Un recente studio pubblicato sull’edizione online del British Medical Journal e condotto su pazienti affetti da forme gravi di Covid-19 tra marzo e maggio 2020 ha stabilito che il 73% di questi ha sofferto di delirio, un grave disturbo mentale che porta le persone a essere confuse, agitate e incapaci di ragionare. Gli stessi che sono stati colpiti da delirio hanno avuto più difficoltà degli altri a guarire dal Covid, prolungando il loro ricovero in ospedale.

Conseguenze del delirio nei pazienti Covid-19

La ricerca scientifica ha evidenziato che il delirio nei pazienti positivi al Covid e ricoverati in ospedale ha provocato una riduzione di ossigeno nel cervello e lo sviluppo di coaguli nel sangue, tra i primi responsabili di decadimento cognitivo e ictus.

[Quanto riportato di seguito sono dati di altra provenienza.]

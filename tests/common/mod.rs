//! Shared test utilities: a counter container with a hydrate variant.

#![allow(dead_code, unused_imports)]

use scopestate::config::Config;
use scopestate::hydration::HydrateAction;
use scopestate::mvi::Reducer;
use scopestate::ReducerContext;
use serde::{Deserialize, Serialize};
use std::path::PathBuf;
use tempfile::TempDir;

#[derive(Debug, Clone, Default, PartialEq, Serialize, Deserialize)]
pub struct CounterState {
    pub count: i64,
}

#[derive(Debug, Clone)]
pub enum CounterAction {
    Increment,
    Add(i64),
    Hydrate(CounterState),
    /// Not handled by the reducer; must be a no-op.
    Unknown,
}

impl HydrateAction for CounterAction {
    type Snapshot = CounterState;

    fn hydrate(snapshot: CounterState) -> Self {
        CounterAction::Hydrate(snapshot)
    }
}

pub struct CounterReducer;

impl Reducer for CounterReducer {
    type State = CounterState;
    type Action = CounterAction;

    fn reduce(state: Self::State, action: Self::Action) -> Self::State {
        match action {
            CounterAction::Increment => CounterState {
                count: state.count + 1,
            },
            CounterAction::Add(n) => CounterState {
                count: state.count + n,
            },
            CounterAction::Hydrate(snapshot) => snapshot,
            _ => state,
        }
    }
}

pub fn counter_context(initial: i64) -> ReducerContext<CounterState, CounterAction> {
    ReducerContext::from_reducer::<CounterReducer>(CounterState { count: initial })
}

/// Write `content` to a temporary `config.toml`.
pub fn temp_config(content: &str) -> (TempDir, PathBuf) {
    let temp_dir = TempDir::new().expect("Failed to create temp dir");
    let config_path = temp_dir.path().join("config.toml");
    std::fs::write(&config_path, content).expect("Failed to write config");
    (temp_dir, config_path)
}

La situazione legata alla pandemia ha contribuito a peggiorare il tutto, dal momento che il personale sanitario non ha potuto curare i pazienti affetti da delirio tramite le tecniche che si è soliti adottare in casi come questi (visite di familiari e amici, contatto con effetti personali ed esercizi motori). Tutta colpa del distanziamento sociale, la misura più discussa a inizio pandemia ma che si è rivelata tra le più efficaci per contrastare la diffusione del contagio prima dell’arrivo dei vaccini e della campagna di vaccinazione.

Colpito un quarto dei pazienti guariti dalle forme gravi

Un quarto dei pazienti guariti dalle forme gravi di Covid ha manifestato episodi di delirio mentale anche dopo le dimissioni dall’ospedale. Quasi la metà di loro ha avuto bisogno invece di cure infermieristiche una volta ritornato a casa. In alcuni casi, i sintomi di delirio sono proseguiti anche per me, rendendo la riabilitazione non semplice sia per il paziente che per i suoi cari.

Philips Vlisides, autore principale dello studio e figura chiave del Dipartimento di Anestesiologia del Michigan Medicine, ha affermato: “Parlando con gli infermieri abbiamo scoperto che i pazienti con Covid grave erano più deliranti e agitati al basale, portando più spesso all’uso di sedativi e più frequentemente a dosi più elevate”.